Rclone is an amazing tool to copy files between different filesystems.

apt-get install rclone

Rclone configuration

Rclone comes with a build in configuration assistant. Just do this and answer the questions about the storage you want to add

rclone config
  n) New remote
     Amazon S3 Compliant Storage Providers including AWS, ...
       Amazon Web Services (AWS) S3
         Enter AWS credentials in the next step.
           ...
This tells you where the generated configuration is
rclone config file

Rclone commands

If you added an S3 storage with the bucket name com.example.foo and you named it bar that you can do this

rclone ls                                                                      bar:/com.example.foo/
rclone copy    --retries int 1 --copy-links                      /tmp/pictures bar:/com.example.foo/pictures
rclone sync    --retries int 1 --copy-links                      /tmp/pictures bar:/com.example.foo/pictures
rclone sync -P --retries int 1 --copy-links --max-backlog 100000 /tmp/pictures bar:/com.example.foo/pictures

Where sync will also delete files in the destination folder that are not in the source folder.

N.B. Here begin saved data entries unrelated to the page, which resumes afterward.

//! Fixed-capacity capability table.
//!
//! Entries live inline in a 20-slot array next to a live-entry count.
//! Slots `[0, len)` are live, every slot past `len` holds
//! [`Capability::empty`]. Appending to a full table is an error, never an
//! overwrite.

use std::fmt;

use crate::capability::Capability;
use crate::error::{CapabilityError, CapabilityResult};
use crate::CAPABILITY_NUMBER_OF_CAPABILITIES;

/// Iterator over the live entries of a [`Capabilities`] table.
pub type Iter<'a> = std::slice::Iter<'a, Capability>;

#[derive(Clone)]
pub struct Capabilities {
    capability: [Capability; CAPABILITY_NUMBER_OF_CAPABILITIES],
    n_capabilities: usize,
}

impl Capabilities {
    pub const CAPACITY: usize = CAPABILITY_NUMBER_OF_CAPABILITIES;

    /// Zero-initialized table with no live entries.
    pub const fn new() -> Self {
        const EMPTY: Capability = Capability::empty();
        Self {
            capability: [EMPTY; CAPABILITY_NUMBER_OF_CAPABILITIES],
            n_capabilities: 0,
        }
    }

    /// Append `cap` and return the index it landed on.
    pub fn push(&mut self, cap: Capability) -> CapabilityResult<usize> {
        if self.is_full() {
            log::warn!(
                "Capability table full, rejecting '{}' ({} entries)",
                cap.name(),
                Self::CAPACITY
            );
            return Err(CapabilityError::CapacityExceeded {
                capacity: Self::CAPACITY,
            });
        }

        let index = self.n_capabilities;
        self.capability[index] = cap;
        self.n_capabilities += 1;
        log::debug!("Capability '{}' stored in slot {}", cap.name(), index);
        Ok(index)
    }

    /// Remove the last live entry and reset its slot.
    pub fn pop(&mut self) -> Option<Capability> {
        if self.n_capabilities == 0 {
            return None;
        }
        self.n_capabilities -= 1;
        let slot = &mut self.capability[self.n_capabilities];
        Some(std::mem::replace(slot, Capability::empty()))
    }

    pub fn get(&self, index: usize) -> Option<&Capability> {
        self.as_slice().get(index)
    }

    pub fn get_mut(&mut self, index: usize) -> Option<&mut Capability> {
        self.capability[..self.n_capabilities].get_mut(index)
    }

    /// First live entry named `name`.
    pub fn find(&self, name: &str) -> Option<&Capability> {
        self.iter().find(|cap| cap.capability_name() == name)
    }

    pub fn position(&self, name: &str) -> Option<usize> {
        self.iter().position(|cap| cap.capability_name() == name)
    }

    pub fn contains(&self, name: &str) -> bool {
        self.position(name).is_some()
    }

    pub fn iter(&self) -> Iter<'_> {
        self.as_slice().iter()
    }

    pub fn as_slice(&self) -> &[Capability] {
        &self.capability[..self.n_capabilities]
    }

    pub fn len(&self) -> usize {
        self.n_capabilities
    }

    pub fn is_empty(&self) -> bool {
        self.n_capabilities == 0
    }

    pub fn is_full(&self) -> bool {
        self.n_capabilities == Self::CAPACITY
    }

    pub fn capacity(&self) -> usize {
        Self::CAPACITY
    }

    pub fn remaining(&self) -> usize {
        Self::CAPACITY - self.n_capabilities
    }

    /// Keep the first `len` entries. No-op when `len >= self.len()`.
    pub fn truncate(&mut self, len: usize) {
        if len >= self.n_capabilities {
            return;
        }
        for slot in &mut self.capability[len..self.n_capabilities] {
            *slot = Capability::empty();
        }
        self.n_capabilities = len;
    }

    pub fn clear(&mut self) {
        self.truncate(0);
    }

    /// All 20 slots, unused ones included.
    pub(crate) fn slots(&self) -> &[Capability; CAPABILITY_NUMBER_OF_CAPABILITIES] {
        &self.capability
    }
}

impl Default for Capabilities {
    fn default() -> Self {
        Self::new()
    }
}

impl PartialEq for Capabilities {
    fn eq(&self, other: &Self) -> bool {
        self.as_slice() == other.as_slice()
    }
}

impl Eq for Capabilities {}

impl fmt::Debug for Capabilities {
    fn fmt(&self, f: &mut fmt::Formatter<'_>) -> fmt::Result {
        f.debug_struct("Capabilities")
            .field("n_capabilities", &self.n_capabilities)
            .field("capability", &self.as_slice())
            .finish()
    }
}

impl<'a> IntoIterator for &'a Capabilities {
    type Item = &'a Capability;
    type IntoIter = Iter<'a>;

    fn into_iter(self) -> Iter<'a> {
        self.iter()
    }
}

impl TryFrom<&[Capability]> for Capabilities {
    type Error = CapabilityError;

    fn try_from(caps: &[Capability]) -> CapabilityResult<Self> {
        if caps.len() > Self::CAPACITY {
            return Err(CapabilityError::CapacityExceeded {
                capacity: Self::CAPACITY,
            });
        }
        let mut table = Self::new();
        table.capability[..caps.len()].copy_from_slice(caps);
        table.n_capabilities = caps.len();
        Ok(table)
    }
}

#[cfg(test)]
mod tests {
    use super::*;
    use pretty_assertions::assert_eq;

    fn noop() {}

    fn cap(name: &str) -> Capability {
        Capability::from_fn(name, noop as fn()).unwrap()
    }

    fn filled(n: usize) -> Capabilities {
        let mut table = Capabilities::new();
        for i in 0..n {
            table.push(cap(&format!("cap_{}", i))).unwrap();
        }
        table
    }

    #[test]
    fn new_table_is_zeroed() {
        let table = Capabilities::new();
        assert_eq!(table.len(), 0);
        assert!(table.is_empty());
        assert_eq!(table.capacity(), 20);
        assert_eq!(table.slots().len(), CAPABILITY_NUMBER_OF_CAPABILITIES);
        assert!(table.slots().iter().all(Capability::is_empty));
        assert_eq!(table, Capabilities::default());
    }

    #[test]
    fn push_appends_in_order() {
        let mut table = Capabilities::new();
        assert_eq!(table.push(cap("blackboard_get_string")).unwrap(), 0);
        assert_eq!(table.push(cap("blackboard_set_string")).unwrap(), 1);

        let names: Vec<&str> = table.iter().map(Capability::name).collect();
        assert_eq!(names, vec!["blackboard_get_string", "blackboard_set_string"]);
        assert_eq!(table.remaining(), 18);
    }

    #[test]
    fn twenty_first_push_fails_and_leaves_table_alone() {
        let mut table = filled(20);
        assert!(table.is_full());
        let before = table.clone();

        let err = table.push(cap("one_too_many")).unwrap_err();
        assert_eq!(err, CapabilityError::CapacityExceeded { capacity: 20 });
        assert_eq!(table.len(), 20);
        assert_eq!(table, before);
        assert!(!table.contains("one_too_many"));
    }

    #[test]
    fn find_returns_first_match() {
        let mut table = Capabilities::new();
        let first = Capability::from_fn("dup", noop as fn()).unwrap();
        let second = Capability::from_parts(*first.capability_name(), None);
        table.push(first).unwrap();
        table.push(second).unwrap();

        assert_eq!(table.position("dup"), Some(0));
        assert!(table.find("dup").unwrap().function().is_some());
        assert!(table.find("missing").is_none());
    }

    #[test]
    fn lookups_ignore_dead_slots() {
        let mut table = filled(3);
        table.pop();
        assert!(!table.contains("cap_2"));
        assert!(table.get(2).is_none());
        assert!(table.slots()[2].is_empty());
    }

    #[test]
    fn truncate_and_clear_reset_slots() {
        let mut table = filled(5);
        table.truncate(2);
        assert_eq!(table.len(), 2);
        assert!(table.slots()[2..].iter().all(Capability::is_empty));

        table.truncate(10);
        assert_eq!(table.len(), 2);

        table.clear();
        assert!(table.is_empty());
        assert!(table.slots().iter().all(Capability::is_empty));
    }

    #[test]
    fn get_mut_only_reaches_live_entries() {
        let mut table = filled(1);
        *table.get_mut(0).unwrap() = cap("renamed");
        assert_eq!(table.get(0).unwrap().name(), "renamed");
        assert!(table.get_mut(1).is_none());
    }

    #[test]
    fn builds_from_slices() {
        let caps: Vec<Capability> = (0..3).map(|i| cap(&format!("c{}", i))).collect();
        let table = Capabilities::try_from(caps.as_slice()).unwrap();
        assert_eq!(table.as_slice(), caps.as_slice());

        let too_many: Vec<Capability> = (0..21).map(|i| cap(&format!("c{}", i))).collect();
        assert_eq!(
            Capabilities::try_from(too_many.as_slice()).unwrap_err(),
            CapabilityError::CapacityExceeded { capacity: 20 }
        );
    }

    #[test]
    fn equality_only_looks_at_live_entries() {
        let mut a = filled(2);
        let b = filled(1);
        a.pop();
        assert_eq!(a, b);
    }
}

When you want to follow the progress (-P) having a high number for max-backlog is good to see how long to sync will actually take.

Rclone encryption

After you created you first Rclone storage you can add a second one that encrypts the file content, file name and folder name before sending it to the first one. As long as you have the Rclone configuration with the password this is totally transparent for you, just read and write from the second storage. The advantage is that the data can not be read by the cloud provider, the disadvantage is that you will always need rclone to read the data

rclone config
  n) New remote
     Encrypt/Decrypt a remote (crypt)
      remote> bar:/com.example.foo/